[Stored data entries]
*** Block opens ***

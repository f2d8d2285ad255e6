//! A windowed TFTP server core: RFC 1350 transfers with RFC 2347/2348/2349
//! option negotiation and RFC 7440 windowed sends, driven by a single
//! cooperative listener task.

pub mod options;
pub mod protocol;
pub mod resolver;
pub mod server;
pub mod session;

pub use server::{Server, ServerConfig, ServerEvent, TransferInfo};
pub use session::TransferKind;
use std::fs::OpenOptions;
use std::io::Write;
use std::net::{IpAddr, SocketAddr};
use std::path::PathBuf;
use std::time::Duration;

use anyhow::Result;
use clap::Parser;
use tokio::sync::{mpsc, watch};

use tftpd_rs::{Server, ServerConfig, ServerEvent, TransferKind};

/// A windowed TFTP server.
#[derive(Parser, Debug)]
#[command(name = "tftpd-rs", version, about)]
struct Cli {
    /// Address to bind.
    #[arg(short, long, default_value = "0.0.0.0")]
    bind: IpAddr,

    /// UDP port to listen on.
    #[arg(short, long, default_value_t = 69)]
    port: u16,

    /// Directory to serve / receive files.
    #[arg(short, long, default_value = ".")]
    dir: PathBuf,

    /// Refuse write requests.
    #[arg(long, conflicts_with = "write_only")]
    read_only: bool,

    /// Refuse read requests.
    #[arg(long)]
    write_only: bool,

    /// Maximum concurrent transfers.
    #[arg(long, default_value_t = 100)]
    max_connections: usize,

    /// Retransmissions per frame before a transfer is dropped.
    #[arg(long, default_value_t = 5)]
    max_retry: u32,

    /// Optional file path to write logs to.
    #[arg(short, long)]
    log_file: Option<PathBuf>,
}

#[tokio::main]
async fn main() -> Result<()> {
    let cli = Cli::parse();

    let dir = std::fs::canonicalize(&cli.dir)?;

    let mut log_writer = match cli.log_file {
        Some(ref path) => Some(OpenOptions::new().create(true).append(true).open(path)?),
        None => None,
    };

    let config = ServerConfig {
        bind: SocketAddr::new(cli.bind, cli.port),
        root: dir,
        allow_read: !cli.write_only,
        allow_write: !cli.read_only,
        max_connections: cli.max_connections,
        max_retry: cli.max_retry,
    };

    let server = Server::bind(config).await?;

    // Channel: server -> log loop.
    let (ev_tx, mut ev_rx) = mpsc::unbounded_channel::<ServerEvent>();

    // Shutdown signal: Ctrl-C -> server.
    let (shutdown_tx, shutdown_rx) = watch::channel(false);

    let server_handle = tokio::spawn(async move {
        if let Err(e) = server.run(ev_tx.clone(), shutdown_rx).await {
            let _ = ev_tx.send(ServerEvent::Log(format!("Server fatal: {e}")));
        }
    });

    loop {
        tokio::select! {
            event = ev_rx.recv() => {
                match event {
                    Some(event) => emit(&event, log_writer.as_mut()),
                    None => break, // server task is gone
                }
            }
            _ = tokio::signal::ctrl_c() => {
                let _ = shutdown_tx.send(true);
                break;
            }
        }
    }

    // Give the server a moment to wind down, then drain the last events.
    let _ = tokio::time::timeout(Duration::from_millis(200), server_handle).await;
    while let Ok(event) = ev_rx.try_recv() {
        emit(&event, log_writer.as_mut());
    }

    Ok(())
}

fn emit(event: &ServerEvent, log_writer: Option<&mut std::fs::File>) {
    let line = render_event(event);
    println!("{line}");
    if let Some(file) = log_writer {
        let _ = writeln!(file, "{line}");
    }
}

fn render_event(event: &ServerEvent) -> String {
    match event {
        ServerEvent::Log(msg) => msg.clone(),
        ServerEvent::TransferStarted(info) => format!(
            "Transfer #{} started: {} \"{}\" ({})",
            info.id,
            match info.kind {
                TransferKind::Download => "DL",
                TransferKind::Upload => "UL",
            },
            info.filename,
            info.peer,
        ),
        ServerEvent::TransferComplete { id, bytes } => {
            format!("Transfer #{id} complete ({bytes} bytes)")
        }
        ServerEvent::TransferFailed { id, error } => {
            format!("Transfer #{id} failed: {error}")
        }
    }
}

*** Block closes ***
*** Block opens ***

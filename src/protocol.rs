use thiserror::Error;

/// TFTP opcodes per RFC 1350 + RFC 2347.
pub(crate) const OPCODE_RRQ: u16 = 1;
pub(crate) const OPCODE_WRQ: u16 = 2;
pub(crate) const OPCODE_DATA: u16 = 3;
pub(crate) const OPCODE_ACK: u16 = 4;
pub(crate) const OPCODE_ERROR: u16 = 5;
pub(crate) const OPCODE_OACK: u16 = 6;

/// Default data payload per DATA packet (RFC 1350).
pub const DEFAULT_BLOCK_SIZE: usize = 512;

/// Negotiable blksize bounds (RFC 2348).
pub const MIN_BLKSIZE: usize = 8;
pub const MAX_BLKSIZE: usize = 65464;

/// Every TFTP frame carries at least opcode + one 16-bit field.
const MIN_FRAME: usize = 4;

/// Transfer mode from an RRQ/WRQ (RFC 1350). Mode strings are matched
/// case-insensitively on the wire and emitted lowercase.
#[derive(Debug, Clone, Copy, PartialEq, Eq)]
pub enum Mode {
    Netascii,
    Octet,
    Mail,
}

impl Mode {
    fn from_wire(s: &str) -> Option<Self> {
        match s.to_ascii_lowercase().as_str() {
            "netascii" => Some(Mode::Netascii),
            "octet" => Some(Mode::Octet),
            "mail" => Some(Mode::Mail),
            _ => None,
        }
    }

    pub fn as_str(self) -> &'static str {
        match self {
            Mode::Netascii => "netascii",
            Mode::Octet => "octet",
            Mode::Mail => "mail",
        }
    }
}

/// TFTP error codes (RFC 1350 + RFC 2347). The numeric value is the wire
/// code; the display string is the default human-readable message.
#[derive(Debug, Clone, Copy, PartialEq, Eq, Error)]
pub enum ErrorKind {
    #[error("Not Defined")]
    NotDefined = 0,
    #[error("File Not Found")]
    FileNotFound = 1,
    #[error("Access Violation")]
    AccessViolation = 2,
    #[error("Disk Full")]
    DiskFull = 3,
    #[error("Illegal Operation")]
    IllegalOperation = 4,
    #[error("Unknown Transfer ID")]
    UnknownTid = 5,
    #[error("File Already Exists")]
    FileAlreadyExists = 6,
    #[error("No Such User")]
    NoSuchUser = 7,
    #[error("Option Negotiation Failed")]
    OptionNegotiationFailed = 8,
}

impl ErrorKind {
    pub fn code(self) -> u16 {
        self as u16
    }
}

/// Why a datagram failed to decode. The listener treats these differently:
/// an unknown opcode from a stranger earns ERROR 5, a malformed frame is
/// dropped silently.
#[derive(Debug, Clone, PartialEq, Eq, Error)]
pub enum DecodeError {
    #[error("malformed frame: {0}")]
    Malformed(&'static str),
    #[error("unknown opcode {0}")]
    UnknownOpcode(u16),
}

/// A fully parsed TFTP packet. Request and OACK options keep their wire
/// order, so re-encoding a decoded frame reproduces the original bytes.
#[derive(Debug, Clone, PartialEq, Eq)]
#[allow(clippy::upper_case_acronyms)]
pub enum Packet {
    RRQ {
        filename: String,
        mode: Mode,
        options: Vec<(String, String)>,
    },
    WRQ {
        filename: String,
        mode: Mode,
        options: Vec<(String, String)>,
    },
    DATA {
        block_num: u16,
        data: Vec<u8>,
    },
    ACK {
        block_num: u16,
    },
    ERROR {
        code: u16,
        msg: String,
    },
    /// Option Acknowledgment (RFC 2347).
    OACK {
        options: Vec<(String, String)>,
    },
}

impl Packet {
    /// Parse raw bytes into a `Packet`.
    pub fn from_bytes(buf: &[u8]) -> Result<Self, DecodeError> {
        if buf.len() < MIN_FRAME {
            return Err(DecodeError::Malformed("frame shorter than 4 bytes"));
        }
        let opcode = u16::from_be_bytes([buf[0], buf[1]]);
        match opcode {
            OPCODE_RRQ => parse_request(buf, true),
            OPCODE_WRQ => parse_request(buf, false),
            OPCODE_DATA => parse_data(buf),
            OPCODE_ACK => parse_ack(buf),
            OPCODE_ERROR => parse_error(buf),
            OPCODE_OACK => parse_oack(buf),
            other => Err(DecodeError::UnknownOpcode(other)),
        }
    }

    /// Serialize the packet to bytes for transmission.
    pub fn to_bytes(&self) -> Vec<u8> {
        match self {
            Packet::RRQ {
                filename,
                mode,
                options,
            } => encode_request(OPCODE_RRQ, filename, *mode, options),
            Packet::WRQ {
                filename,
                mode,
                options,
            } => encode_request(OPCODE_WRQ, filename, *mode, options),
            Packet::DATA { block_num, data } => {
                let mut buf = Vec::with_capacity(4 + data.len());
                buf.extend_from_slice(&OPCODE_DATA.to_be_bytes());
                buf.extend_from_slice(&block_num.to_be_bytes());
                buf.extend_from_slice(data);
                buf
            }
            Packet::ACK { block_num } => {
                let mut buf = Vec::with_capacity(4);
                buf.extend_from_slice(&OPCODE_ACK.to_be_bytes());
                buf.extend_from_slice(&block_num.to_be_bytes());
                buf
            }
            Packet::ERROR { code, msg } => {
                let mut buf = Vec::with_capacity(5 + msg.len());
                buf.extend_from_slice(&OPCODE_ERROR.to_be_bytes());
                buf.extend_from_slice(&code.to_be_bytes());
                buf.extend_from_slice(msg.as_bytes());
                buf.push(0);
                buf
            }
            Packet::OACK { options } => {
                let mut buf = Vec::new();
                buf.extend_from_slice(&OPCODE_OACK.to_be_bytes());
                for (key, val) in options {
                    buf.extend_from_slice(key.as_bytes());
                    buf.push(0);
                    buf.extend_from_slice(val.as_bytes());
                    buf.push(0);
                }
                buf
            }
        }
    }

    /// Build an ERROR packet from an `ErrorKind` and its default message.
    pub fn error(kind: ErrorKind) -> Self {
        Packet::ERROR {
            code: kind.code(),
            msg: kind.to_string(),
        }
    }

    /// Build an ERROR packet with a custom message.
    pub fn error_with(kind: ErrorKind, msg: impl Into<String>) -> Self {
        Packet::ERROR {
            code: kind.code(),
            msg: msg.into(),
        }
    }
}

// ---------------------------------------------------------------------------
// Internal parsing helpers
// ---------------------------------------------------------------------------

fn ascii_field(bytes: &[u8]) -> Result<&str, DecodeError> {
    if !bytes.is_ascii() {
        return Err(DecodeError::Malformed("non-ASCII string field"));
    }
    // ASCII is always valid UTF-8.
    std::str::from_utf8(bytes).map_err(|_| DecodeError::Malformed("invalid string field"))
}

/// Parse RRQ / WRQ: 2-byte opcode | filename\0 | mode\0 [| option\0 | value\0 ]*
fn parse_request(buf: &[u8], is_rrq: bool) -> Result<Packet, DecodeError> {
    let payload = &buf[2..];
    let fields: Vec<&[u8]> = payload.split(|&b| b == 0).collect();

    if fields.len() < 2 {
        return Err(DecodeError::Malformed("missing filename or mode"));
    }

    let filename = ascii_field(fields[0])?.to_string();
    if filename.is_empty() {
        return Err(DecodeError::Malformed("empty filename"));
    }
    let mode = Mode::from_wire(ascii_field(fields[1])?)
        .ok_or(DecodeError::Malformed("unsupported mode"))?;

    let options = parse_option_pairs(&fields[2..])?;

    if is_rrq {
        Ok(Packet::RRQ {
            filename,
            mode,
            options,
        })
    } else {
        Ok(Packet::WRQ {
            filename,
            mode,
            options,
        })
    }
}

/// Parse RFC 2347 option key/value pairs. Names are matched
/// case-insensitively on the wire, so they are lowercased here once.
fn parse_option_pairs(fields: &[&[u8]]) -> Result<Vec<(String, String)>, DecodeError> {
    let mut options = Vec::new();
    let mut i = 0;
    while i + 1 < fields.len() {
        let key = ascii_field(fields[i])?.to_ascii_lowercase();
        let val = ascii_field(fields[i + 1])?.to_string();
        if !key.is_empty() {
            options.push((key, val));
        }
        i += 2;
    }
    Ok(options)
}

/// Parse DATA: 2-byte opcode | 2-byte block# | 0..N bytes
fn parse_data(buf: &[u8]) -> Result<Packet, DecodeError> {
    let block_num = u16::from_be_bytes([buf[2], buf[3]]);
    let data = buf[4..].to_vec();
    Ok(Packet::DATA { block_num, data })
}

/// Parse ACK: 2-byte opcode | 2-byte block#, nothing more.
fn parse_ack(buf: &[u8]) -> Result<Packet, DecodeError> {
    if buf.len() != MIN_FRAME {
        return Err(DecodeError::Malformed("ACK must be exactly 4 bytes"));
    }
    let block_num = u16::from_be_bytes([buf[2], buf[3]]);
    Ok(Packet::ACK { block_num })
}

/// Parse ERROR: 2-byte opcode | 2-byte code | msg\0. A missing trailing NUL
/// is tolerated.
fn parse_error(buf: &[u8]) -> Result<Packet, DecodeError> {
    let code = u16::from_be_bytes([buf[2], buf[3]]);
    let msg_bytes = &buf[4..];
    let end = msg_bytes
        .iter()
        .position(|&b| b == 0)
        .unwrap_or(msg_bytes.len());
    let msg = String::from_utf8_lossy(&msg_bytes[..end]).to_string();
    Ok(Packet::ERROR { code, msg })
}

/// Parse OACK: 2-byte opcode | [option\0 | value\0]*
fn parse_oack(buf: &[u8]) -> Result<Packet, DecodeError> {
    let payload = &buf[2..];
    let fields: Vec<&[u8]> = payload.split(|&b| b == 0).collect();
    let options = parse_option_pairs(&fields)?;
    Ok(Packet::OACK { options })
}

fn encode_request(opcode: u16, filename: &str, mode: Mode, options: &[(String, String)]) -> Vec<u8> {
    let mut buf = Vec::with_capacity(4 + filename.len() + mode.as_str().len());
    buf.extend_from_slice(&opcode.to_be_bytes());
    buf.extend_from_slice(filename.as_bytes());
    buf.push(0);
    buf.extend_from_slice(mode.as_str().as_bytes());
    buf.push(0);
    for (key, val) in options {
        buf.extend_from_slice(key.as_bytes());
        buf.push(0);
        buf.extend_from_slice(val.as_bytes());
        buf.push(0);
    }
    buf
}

*** Block closes ***

ABOUT THIS EXERCISE: Which lines of the records above contain the word "Build"? Report each one.

REPLY:
    /// Build an ERROR packet from an `ErrorKind` and its default message.
    /// Build an ERROR packet with a custom message.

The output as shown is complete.